Czech beer producers protest use of artificial additives

Several Czech brewers, including the makers of Pilsner Urquell, are calling for tightening of the rules for using an industry quality control label named České Pivo (Czech Beer). The move comes in reaction to a recent consumer test of several Czech beers. It revealed that some brewers are using a chemically modified hops extract – a substance that purists say has no place in Czech beers, which are known around the world for their high quality.

Photo: archive of Radio Prague
A recent survey conducted by the Research Institute of Brewing and Malting for the newspaper Mladá fronta Dnes made for disquieting reading for many Czech beer lovers. It found that some Czech breweries such as Svijany and Staropramen use a chemical additive called Tetrahop to improve the stability of the beer’s head. Plzeňský Prazdroj – which makes the world famous Pilsner Urquell – and other major brewers argue that using any other substances apart from beer, malt and water is a breach of the traditional Pilsner-type Czech beer and brewing process. In a letter addressed to the Czech Beer and Malt Association they have called for stricter definition of the industry quality control label České Pivo. Václav Berka is a senior brewer at Plzeňský Prazdroj:

“This definition is too open and it is necessary to be stronger in the indication of what is České pivo. There should be only hops, malt and water in beer, which is exactly what we are using in producing Pilsner Urquell, Gambrinus, Kozel, Radegast and other beers. It is necessary to stop using additives like this chemically modified hop product. It is not created by natural brewing process. This is why we are against using this product and of course we are against the enzymes and chemically modified hop-products.”
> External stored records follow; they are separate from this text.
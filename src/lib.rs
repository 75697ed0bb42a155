//! Random-sampling search for platformer movement inputs.
//!
//! Candidate input sequences are drawn at random, replayed through a
//! per-frame movement model on one axis, filtered against a goal position,
//! deduplicated by outcome, and ranked.

pub mod collector;
pub mod config;
pub mod inputs;
pub mod permutations;
pub mod physics;
pub mod ranking;
pub mod report;
pub mod search;
pub mod simulate;
pub mod util;

pub use collector::{Collector, Offer};
pub use config::{Axis, ConfigError, GoalDirection, SimConfig};
pub use inputs::{InputSequence, InputSymbol, Run};
pub use search::{run_search, SearchOptions, SearchReport};
pub use simulate::{simulate, CandidateResult, Outcome};
use anyhow::{anyhow, Result};
use movement_sim::collector::Collector;
use movement_sim::config::{Axis, ConfigError, GoalDirection, SimConfig};
use movement_sim::inputs::InputSequence;
use movement_sim::permutations::generate_sequences;
use movement_sim::report::{write_report, write_summary};
use movement_sim::search::{run_search, search_with_rng, SearchOptions};
use movement_sim::simulate::{simulate, CandidateResult};
use rand::SeedableRng;
use rand_pcg::Pcg64;
use std::fs;

const Y_CONFIG: &str = "\
frames: 14
permutations: 4000
axis: y
pos_init: 0
speed_init: 0
jump_timer: 11
jump_speed: -105
goal_position: -15
goal_direction: '-'
goal_speed: 0
prioritize_speed: true
ducking: false
on_ground: false
cold_core: false
holdable_slow: false
in_space: false
auto_jump: false
";

#[test]
fn config_file_to_summary_json() -> Result<()> {
    let tmp = tempfile::tempdir()?;
    let config_path = tmp.path().join("config.yaml");
    fs::write(&config_path, Y_CONFIG)?;

    let config = SimConfig::load(&config_path)?;
    assert_eq!(config.axis, Axis::Y);
    assert_eq!(config.goal_direction, GoalDirection::Decreasing);

    let report = run_search(
        &config,
        &SearchOptions {
            seed: Some(0xDEAD_BEEF),
            jobs: Some(2),
        },
    )?;
    assert_eq!(report.total_permutations, 4000);
    if report.results.is_empty() {
        return Err(anyhow!("a held jump reaches -15 within 14 frames; expected results"));
    }

    let summary_path = tmp.path().join("out/summary.json");
    write_summary(&summary_path, &report)?;
    let summary: serde_json::Value = serde_json::from_slice(&fs::read(&summary_path)?)?;
    assert_eq!(summary["seed"], 0xDEAD_BEEFu64);
    assert_eq!(summary["axis"], "y");
    assert_eq!(summary["goal_direction"], "-");
    assert_eq!(
        summary["results"].as_array().map(Vec::len),
        Some(report.results.len())
    );

    let mut text = Vec::new();
    write_report(&mut text, &report, Some(5))?;
    let text = String::from_utf8(text)?;
    assert!(text.contains("total permutations: 4000"));
    Ok(())
}

#[test]
fn reported_results_replay_to_the_same_outcome() -> Result<()> {
    let config = SimConfig::from_yaml_str(Y_CONFIG)?;
    let report = run_search(
        &config,
        &SearchOptions {
            seed: Some(77),
            jobs: None,
        },
    )?;

    for result in &report.results {
        let replayed = simulate(&result.inputs, &config);
        assert_eq!(replayed.position, result.position);
        assert_eq!(replayed.velocity, result.velocity);

        let reparsed = InputSequence::parse(&result.inputs.compact(), config.axis, config.frames)?;
        assert_eq!(&reparsed, &result.inputs);
    }
    Ok(())
}

#[test]
fn search_matches_a_hand_rolled_pipeline() -> Result<()> {
    let config = SimConfig {
        frames: 9,
        permutations: 1500,
        goal_position: 2.0,
        ..SimConfig::example(Axis::X)
    };

    let mut rng = Pcg64::seed_from_u64(5);
    let report = search_with_rng(&config, &mut rng, 5, Some(3))?;

    let mut rng = Pcg64::seed_from_u64(5);
    let mut collector = Collector::for_config(&config);
    for inputs in generate_sequences(&mut rng, config.axis, config.frames, config.permutations) {
        let outcome = simulate(&inputs, &config);
        collector.offer(CandidateResult::new(outcome, inputs));
    }
    let mut expected = collector.into_results();
    movement_sim::ranking::rank(
        &mut expected,
        &movement_sim::ranking::RankPolicy::for_config(&config),
    );

    assert_eq!(report.results, expected);
    Ok(())
}

#[test]
fn bad_goal_direction_is_reported_by_name() {
    let doc = Y_CONFIG.replace("goal_direction: '-'", "goal_direction: down");
    match SimConfig::from_yaml_str(&doc) {
        Err(err @ ConfigError::InvalidGoalDirection { .. }) => {
            assert!(err.to_string().contains("down"));
        }
        other => panic!("expected InvalidGoalDirection, got {other:?}"),
    }
}
use anyhow::{anyhow, Context, Result};
use rand::{Rng, SeedableRng};
use rand_pcg::Pcg64;
use rayon::prelude::*;
use serde::Serialize;
use std::time::Instant;

use crate::collector::{Collector, CollectorTally};
use crate::config::{Axis, GoalDirection, SimConfig};
use crate::inputs::InputSequence;
use crate::permutations::generate_sequences;
use crate::ranking::{rank, RankPolicy};
use crate::simulate::{simulate, CandidateResult};

#[derive(Clone, Copy, Debug, Default)]
pub struct SearchOptions {
    /// Seed for sequence generation; drawn from the OS when absent.
    pub seed: Option<u64>,
    /// Simulation threads; rayon's global pool when absent.
    pub jobs: Option<usize>,
}

#[derive(Clone, Debug, Serialize)]
pub struct SearchReport {
    pub seed: u64,
    pub axis: Axis,
    pub frames: u32,
    pub goal_position: f64,
    pub goal_direction: GoalDirection,
    pub goal_speed: f64,
    pub prioritize_speed: bool,
    pub jobs: Option<usize>,
    pub total_permutations: usize,
    pub shown_permutations: usize,
    pub tally: CollectorTally,
    pub processing_time_s: f64,
    /// Ranked, most preferred last.
    pub results: Vec<CandidateResult>,
}

pub fn run_search(config: &SimConfig, options: &SearchOptions) -> Result<SearchReport> {
    config.validate()?;
    if options.jobs == Some(0) {
        return Err(anyhow!("--jobs must be >= 1 when provided"));
    }

    let seed = options.seed.unwrap_or_else(|| rand::rng().random());
    let mut rng = Pcg64::seed_from_u64(seed);
    search_with_rng(config, &mut rng, seed, options.jobs)
}

/// Run the pipeline with a caller-provided rng. `seed` is only recorded.
pub fn search_with_rng<R: Rng + ?Sized>(
    config: &SimConfig,
    rng: &mut R,
    seed: u64,
    jobs: Option<usize>,
) -> Result<SearchReport> {
    let start = Instant::now();

    tracing::info!(
        axis = config.axis.as_str(),
        frames = config.frames,
        permutations = config.permutations,
        seed,
        "building permutations"
    );
    let sequences = generate_sequences(rng, config.axis, config.frames, config.permutations);

    tracing::info!(count = sequences.len(), "simulating inputs");
    let results = simulate_all(config, sequences, jobs)?;

    let mut collector = Collector::for_config(config);
    for result in results {
        collector.offer(result);
    }
    let tally = collector.tally();
    tracing::debug!(
        outside_goal = tally.outside_goal,
        added = tally.added,
        replaced = tally.replaced,
        dominated = tally.dominated,
        "collected results"
    );

    let mut ranked = collector.into_results();
    rank(&mut ranked, &RankPolicy::for_config(config));

    let elapsed = start.elapsed();
    tracing::info!(
        shown = ranked.len(),
        elapsed_ms = elapsed.as_millis() as u64,
        "search complete"
    );

    Ok(SearchReport {
        seed,
        axis: config.axis,
        frames: config.frames,
        goal_position: config.goal_position,
        goal_direction: config.goal_direction,
        goal_speed: config.goal_speed,
        prioritize_speed: config.prioritize_speed,
        jobs,
        total_permutations: tally.offered as usize,
        shown_permutations: ranked.len(),
        tally,
        processing_time_s: elapsed.as_secs_f64(),
        results: ranked,
    })
}

/// Simulate every sequence, keeping input order so collection sees the same
/// arrival order at any thread count.
fn simulate_all(
    config: &SimConfig,
    sequences: Vec<InputSequence>,
    jobs: Option<usize>,
) -> Result<Vec<CandidateResult>> {
    let run_one = |inputs: InputSequence| {
        let outcome = simulate(&inputs, config);
        CandidateResult::new(outcome, inputs)
    };

    let results: Vec<CandidateResult> = if let Some(jobs) = jobs {
        let pool = rayon::ThreadPoolBuilder::new()
            .num_threads(jobs)
            .build()
            .context("failed to build rayon threadpool")?;
        pool.install(|| sequences.into_par_iter().map(run_one).collect())
    } else {
        sequences.into_par_iter().map(run_one).collect()
    };
    Ok(results)
}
The České pivo definition should be a clear indicator to consumers that the beer has been produced according to traditional recipes, says Václav Berka, adding these practices present a threat to the good reputation of Czech beer around the world as well as to the trust shown by local consumers. Along with five other brew-masters Berka has also announced a public appeal called “Žijeme českým pivem” or “We Love Czech Beer” addressed to those who care about the future of one of the Czech Republic’s best known products.

“I think that most Czech breweries only use malt, water and hops, just as we do. This is the reason why we launched this initiative. We love Czech beer and we want our fans and other brew-masters to join this initiative. It is very important for the future because we would like to sell the same beer that we received from our father and grandfathers.”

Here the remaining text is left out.